*** Dataset excerpts Section Begins ***
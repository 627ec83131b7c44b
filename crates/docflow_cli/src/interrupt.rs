use std::sync::atomic::{AtomicBool, Ordering};
use std::sync::Arc;

use docflow_logging::flow_warn;
use tokio::runtime::Handle;

/// Latched Ctrl-C request, polled by the command loops.
#[derive(Clone, Debug, Default)]
pub struct Interrupt {
    raised: Arc<AtomicBool>,
}

impl Interrupt {
    /// Raises the latch on every Ctrl-C delivered to the process.
    pub fn listen(runtime: &Handle) -> Self {
        let interrupt = Self::default();
        let latch = interrupt.clone();
        runtime.spawn(async move {
            loop {
                if let Err(err) = tokio::signal::ctrl_c().await {
                    flow_warn!("Ctrl-C handler unavailable: {}", err);
                    return;
                }
                latch.raise();
            }
        });
        interrupt
    }

    pub fn raise(&self) {
        self.raised.store(true, Ordering::SeqCst);
    }

    /// Consumes a pending request.
    pub fn take(&self) -> bool {
        self.raised.swap(false, Ordering::SeqCst)
    }
}
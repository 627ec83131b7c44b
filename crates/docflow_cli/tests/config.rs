use std::fs;
use std::path::PathBuf;
use std::time::Duration;

use docflow_cli::{
    load_config, log_destination, CliConfig, ConfigError, LogConfig, LogLevel, LogTarget,
    ServerConfig,
};
use docflow_logging::LogDestination;
use pretty_assertions::assert_eq;
use tempfile::tempdir;

#[test]
fn explicit_missing_file_is_an_error() {
    let dir = tempdir().unwrap();
    let path = dir.path().join("absent.ron");

    let err = load_config(Some(&path)).unwrap_err();

    assert!(matches!(err, ConfigError::Read { path: p, .. } if p == path));
}

#[test]
fn malformed_file_reports_parse_error() {
    let dir = tempdir().unwrap();
    let path = dir.path().join("docflow.ron");
    fs::write(&path, "(server: (base_url: 42))").unwrap();

    let err = load_config(Some(&path)).unwrap_err();

    assert!(matches!(err, ConfigError::Parse { .. }));
    assert!(err.to_string().contains("docflow.ron"));
}

#[test]
fn partial_file_keeps_remaining_defaults() {
    let dir = tempdir().unwrap();
    let path = dir.path().join("docflow.ron");
    fs::write(
        &path,
        r#"(
            server: (base_url: "http://analysis.local:9000", stream_idle_timeout_secs: Some(90)),
            log: (level: Debug),
        )"#,
    )
    .unwrap();

    let config = load_config(Some(&path)).unwrap();

    assert_eq!(
        config.server,
        ServerConfig {
            base_url: "http://analysis.local:9000".to_string(),
            stream_idle_timeout_secs: Some(90),
            ..ServerConfig::default()
        }
    );
    assert_eq!(config.log.level, LogLevel::Debug);
    assert_eq!(config.log.destination, LogTarget::Terminal);
    assert_eq!(config.log.file, LogConfig::default().file);
}

#[test]
fn empty_file_is_all_defaults() {
    let dir = tempdir().unwrap();
    let path = dir.path().join("docflow.ron");
    fs::write(&path, "()").unwrap();

    assert_eq!(load_config(Some(&path)).unwrap(), CliConfig::default());
}

#[test]
fn server_config_converts_to_client_settings() {
    let server = ServerConfig {
        base_url: "http://10.0.0.5:8000/".to_string(),
        connect_timeout_secs: 3,
        request_timeout_secs: 45,
        stream_idle_timeout_secs: Some(120),
    };

    let settings = server.to_settings();

    assert_eq!(settings.base_url, "http://10.0.0.5:8000/");
    assert_eq!(settings.connect_timeout, Duration::from_secs(3));
    assert_eq!(settings.request_timeout, Duration::from_secs(45));
    assert_eq!(settings.stream_idle_timeout, Some(Duration::from_secs(120)));
}

#[test]
fn default_server_has_no_idle_watchdog() {
    assert_eq!(ServerConfig::default().to_settings().stream_idle_timeout, None);
}

#[test]
fn log_target_selects_destination() {
    let file = PathBuf::from("/tmp/docflow-test.log");
    let config = |destination| LogConfig {
        level: LogLevel::Info,
        destination,
        file: file.clone(),
    };

    assert_eq!(
        log_destination(&config(LogTarget::Terminal)),
        LogDestination::Terminal
    );
    assert_eq!(
        log_destination(&config(LogTarget::File)),
        LogDestination::File(file.clone())
    );
    assert_eq!(
        log_destination(&config(LogTarget::Both)),
        LogDestination::Both(file.clone())
    );
}

#[test]
fn log_level_maps_to_filter() {
    assert_eq!(log::LevelFilter::from(LogLevel::Off), log::LevelFilter::Off);
    assert_eq!(log::LevelFilter::from(LogLevel::Trace), log::LevelFilter::Trace);
    assert_eq!(log::LevelFilter::from(LogLevel::default()), log::LevelFilter::Info);
}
*** Dataset excerpts Section Ends ***
In the lines above, find the word "raised" and copy every line it occurs in.

Answer:
    raised: Arc<AtomicBool>,
        self.raised.store(true, Ordering::SeqCst);
        self.raised.swap(false, Ordering::SeqCst)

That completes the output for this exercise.